In una delle ultime scene del film, Cecilia Mangini è fuori dai bar di una Brindisi notturna affollata di giovani. Li interroga su cosa si aspettano dalla vita e dal futuro. E le risposte sono: niente; vivo alla giornata; spero di avere tanti soldi da dare in beneficienza; non lo so, non sono informato. La regista ribatte: Scusa, perché non sei informato? Chi te l’ha impedito di informarti? Le viene detto: non ne abbiamo voglia. “Pensavo di trovare tutt’altro clima e tutt’altre reazioni”, dice oggi Mangini, che da questi ragazzi si aspettava “il senso della protesta, la volontà di esprimere il loro malessere, il sentirsi traditi, l’avercela con la scuola”. Capisci così che da qualche parte tra il Novecento e l’oggi l’equilibrio tra generazioni dev’essere andato perduto, perché dovrebbero essere questi stessi giovani, mossi da curiosità e desiderio di conoscenza, a interrogare Cecilia Mangini.
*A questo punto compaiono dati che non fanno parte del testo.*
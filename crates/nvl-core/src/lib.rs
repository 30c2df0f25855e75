//! Core domain model for NVL: games, identity, validation, normalization and merging.

pub mod game;
pub mod merge;
pub mod normalize;
pub mod observe;
pub mod validate;

pub use game::{
    games_in_season, season_for, sort_games, Category, Division, Game, IdentityKey, MatchResult,
    ParseFieldError, SetPoints, SetScore, SET_SLOTS, UNKNOWN,
};
pub use merge::merge;
pub use normalize::{
    category_from_label, clean_match_number, clean_official, clean_venue, competition_label,
    division_from_label, is_division_label, is_placeholder, parse_date, parse_kickoff,
    placeholder_or_value, DateFormat, DateParseError, COMPETITIONS, DIVISION_KEYWORDS,
    PLACEHOLDER_TOKENS,
};
pub use observe::{EventKind, EventLog, IngestEvent, IngestObserver, LabelField, TracingObserver};
pub use validate::{check_result, is_valid_result, InvalidResult};

pub const CRATE_NAME: &str = "nvl-core";
//! Precedence arbitration
//!
//! Within one closure the oldest primary (by creation time, then id) stays
//! primary. Every other primary is demoted to a secondary of it, and every
//! secondary still pointing elsewhere is repointed, so after one pass each
//! secondary links directly to the survivor.

use linkage_core::{Contact, ContactId, ContactRepository, LinkageError, LinkageResult, Timestamp};
use tracing::info;

use super::Closure;

/// Ids changed by one arbitration pass
#[derive(Debug, Clone, Default, PartialEq, Eq)]
pub struct Demotions {
    /// Former primaries, ascending
    pub demoted: Vec<ContactId>,
    /// Secondaries repointed at the survivor, ascending
    pub relinked: Vec<ContactId>,
}

impl Demotions {
    /// Check if nothing changed
    pub fn is_empty(&self) -> bool {
        self.demoted.is_empty() && self.relinked.is_empty()
    }
}

/// Pick the primary that survives for this closure
///
/// Returns `None` for an empty closure.
///
/// # Errors
///
/// Returns `Corruption` if the closure is non-empty but holds no primary.
pub fn elect_primary(closure: &Closure) -> LinkageResult<Option<Contact>> {
    if closure.is_empty() {
        return Ok(None);
    }
    closure
        .primaries()
        .min_by_key(|c| c.seniority())
        .cloned()
        .map(Some)
        .ok_or_else(|| {
            let ids: Vec<String> = closure.ids().map(|id| id.to_string()).collect();
            LinkageError::corruption(format!(
                "contacts [{}] have no primary",
                ids.join(", ")
            ))
        })
}

/// Link every member other than `winner` directly to `winner`
///
/// Members already linked to `winner` are left untouched. Changed members are
/// written through `repo` and replaced in `closure`.
pub fn demote_losers<R>(
    repo: &mut R,
    closure: &mut Closure,
    winner: ContactId,
) -> LinkageResult<Demotions>
where
    R: ContactRepository + ?Sized,
{
    let now = Timestamp::now();
    let mut demotions = Demotions::default();

    let losers: Vec<Contact> = closure
        .iter()
        .filter(|c| c.id != winner && !c.is_linked_to(winner))
        .cloned()
        .collect();

    for mut contact in losers {
        let was_primary = contact.is_primary();
        if !contact.link_to(winner, now) {
            continue;
        }
        repo.update(&contact)?;
        if was_primary {
            demotions.demoted.push(contact.id);
        } else {
            demotions.relinked.push(contact.id);
        }
        closure.put(contact);
    }

    if !demotions.is_empty() {
        info!(
            target: "linkage::resolve",
            winner = %winner,
            demoted = ?demotions.demoted,
            relinked = ?demotions.relinked,
            "Merged identities"
        );
    }
    Ok(demotions)
}

#[cfg(test)]
mod tests {
    use super::*;
    use crate::resolution::test_support::{primary, repo_with, secondary};
    use linkage_core::{Precedence, Timestamp};

    fn closure_of(contacts: &[Contact]) -> Closure {
        contacts.iter().cloned().collect()
    }

    #[test]
    fn test_empty_closure_elects_nobody() {
        assert_eq!(elect_primary(&Closure::new()).unwrap(), None);
    }

    #[test]
    fn test_oldest_primary_wins() {
        let mut older = primary(9, Some("a"), None);
        older.created_at = Timestamp::from_secs(1);
        let closure = closure_of(&[primary(2, Some("b"), None), older]);
        assert_eq!(elect_primary(&closure).unwrap().unwrap().id, ContactId::new(9));
    }

    #[test]
    fn test_tie_goes_to_lower_id() {
        let mut a = primary(5, Some("a"), None);
        let mut b = primary(3, Some("b"), None);
        a.created_at = Timestamp::from_secs(1);
        b.created_at = Timestamp::from_secs(1);
        let closure = closure_of(&[a, b]);
        assert_eq!(elect_primary(&closure).unwrap().unwrap().id, ContactId::new(3));
    }

    #[test]
    fn test_no_primary_is_corruption() {
        let closure = closure_of(&[secondary(2, Some("a"), None, 1)]);
        let err = elect_primary(&closure).unwrap_err();
        assert!(matches!(err, LinkageError::Corruption { .. }));
    }

    #[test]
    fn test_demotes_primaries_and_repoints_their_secondaries() {
        let contacts = vec![
            primary(1, Some("a"), Some("100")),
            primary(2, Some("b"), Some("200")),
            secondary(3, Some("c"), Some("200"), 2),
            secondary(4, Some("a"), Some("400"), 1),
        ];
        let mut repo = repo_with(contacts.clone());
        let mut closure = closure_of(&contacts);

        let demotions = demote_losers(&mut repo, &mut closure, ContactId::new(1)).unwrap();
        assert_eq!(demotions.demoted, vec![ContactId::new(2)]);
        assert_eq!(demotions.relinked, vec![ContactId::new(3)]);
        assert_eq!(repo.updates, 2);

        for id in [2, 3, 4] {
            let stored = repo.contact(id);
            assert_eq!(stored.precedence, Precedence::Secondary);
            assert_eq!(stored.linked_primary_id, Some(ContactId::new(1)));
            assert_eq!(closure.get(ContactId::new(id)), Some(stored));
        }
        assert!(repo.contact(1).is_primary());
    }

    #[test]
    fn test_settled_closure_writes_nothing() {
        let contacts = vec![
            primary(1, Some("a"), Some("100")),
            secondary(2, Some("b"), Some("100"), 1),
        ];
        let mut repo = repo_with(contacts.clone());
        let mut closure = closure_of(&contacts);

        let demotions = demote_losers(&mut repo, &mut closure, ContactId::new(1)).unwrap();
        assert!(demotions.is_empty());
        assert_eq!(repo.updates, 0);
        assert_eq!(closure, closure_of(&contacts));
    }
}
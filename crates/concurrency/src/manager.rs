//! Transaction manager for coordinating commit operations
//!
//! Provides atomic commit by orchestrating:
//! 1. Validation (first-committer-wins)
//! 2. Version allocation
//! 3. Storage application (visibility)
//!
//! ## Commit Sequence
//!
//! ```text
//! 1. acquire commit lock
//! 2. validate read set against current store versions
//! 3. IF conflicts: abort and return ValidationFailed
//! 4. allocate commit_version
//! 5. apply write set to storage at commit_version
//! 6. release commit lock, return commit_version
//! ```
//!
//! Validation and application happen under one lock, so no other commit can
//! slip in between the check and the write.

use crate::{CommitError, TransactionContext, TransactionStatus};
use linkage_core::ContactStore;
use parking_lot::Mutex;
use std::sync::atomic::{AtomicU64, Ordering};
use std::sync::Arc;
use tracing::{debug, error};

/// Manages transaction lifecycle and atomic commits
pub struct TransactionManager {
    /// Global version counter
    ///
    /// Monotonically increasing. Each committed write set increments by 1.
    version: AtomicU64,

    /// Next transaction ID
    next_txn_id: AtomicU64,

    /// Serializes validate-then-apply
    commit_lock: Mutex<()>,
}

impl TransactionManager {
    /// Create a new transaction manager
    ///
    /// # Arguments
    /// * `initial_version` - Starting version (typically the store's current version)
    pub fn new(initial_version: u64) -> Self {
        TransactionManager {
            version: AtomicU64::new(initial_version),
            next_txn_id: AtomicU64::new(1),
            commit_lock: Mutex::new(()),
        }
    }

    /// Get current global version
    pub fn current_version(&self) -> u64 {
        self.version.load(Ordering::SeqCst)
    }

    /// Allocate next transaction ID
    pub fn next_txn_id(&self) -> u64 {
        self.next_txn_id.fetch_add(1, Ordering::SeqCst)
    }

    /// Begin a transaction against `store`
    pub fn begin(&self, store: Arc<dyn ContactStore>) -> TransactionContext {
        TransactionContext::new(self.next_txn_id(), store)
    }

    /// Allocate next commit version
    ///
    /// Never hands out a version at or below what the store has already
    /// applied, even if the store was written outside this manager.
    fn allocate_version(&self, store: &dyn ContactStore) -> u64 {
        self.version
            .fetch_max(store.current_version(), Ordering::SeqCst);
        self.version.fetch_add(1, Ordering::SeqCst) + 1
    }

    /// Commit a transaction atomically
    ///
    /// Read-only transactions are validated but consume no version; they
    /// return the current version.
    ///
    /// # Returns
    /// - Ok(commit_version) on success
    /// - Err(CommitError) if validation fails or the store rejects the writes
    pub fn commit(
        &self,
        txn: &mut TransactionContext,
        store: &dyn ContactStore,
    ) -> Result<u64, CommitError> {
        let _guard = self.commit_lock.lock();

        txn.commit(store)?;

        if txn.is_read_only() {
            return Ok(self.current_version().max(store.current_version()));
        }

        let commit_version = self.allocate_version(store);
        match txn.apply_writes(store, commit_version) {
            Ok(applied) => {
                debug!(
                    target: "linkage::txn",
                    txn_id = txn.txn_id,
                    commit_version,
                    applied,
                    "Applied write set"
                );
                Ok(commit_version)
            }
            Err(e) => {
                error!(
                    target: "linkage::txn",
                    txn_id = txn.txn_id,
                    commit_version,
                    error = %e,
                    "Storage application failed after validation"
                );
                txn.status = TransactionStatus::Aborted {
                    reason: format!("store apply failed: {}", e),
                };
                Err(CommitError::Store(e))
            }
        }
    }

    /// Explicitly abort a transaction
    ///
    /// Buffered writes are discarded. Nothing reaches the store.
    pub fn abort(&self, txn: &mut TransactionContext, reason: String) {
        if let Err(e) = txn.mark_aborted(reason) {
            debug!(target: "linkage::txn", txn_id = txn.txn_id, error = %e, "Abort ignored");
        }
    }
}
E non il viceversa.

Della propria giovinezza e del come ha iniziato a fare documentari, la regista racconta cominciando da un campo lungo che ha in sé il ritratto dell’Italia del dopoguerra e del disincanto, un passato da fascista e poi di colpo, inatteso e destinato a durare tutta la vita, l’incontro con il cinema. Racconta: “Ho visto La grande illusione di Jean Renoir e mi sono liquefatta”. E poi, parlando sempre di quell’Italia rovinata dalla guerra : “Il cinema ci ha ridato la speranza”. All’epoca faceva la fotografa e un giorno Fulvio Lucisano le chiese di girare un documentario. Lei scelse le periferie di Roma, e scelse Pasolini, per raccontarle non con il pianto e il lamento ma con i ragazzi di vita. Cercò Pasolini sull’elenco del telefono, lo trovò, lo chiamò. Ignoti alla città fu l’inizio. Appunto: il mondo è di chi lo vuole.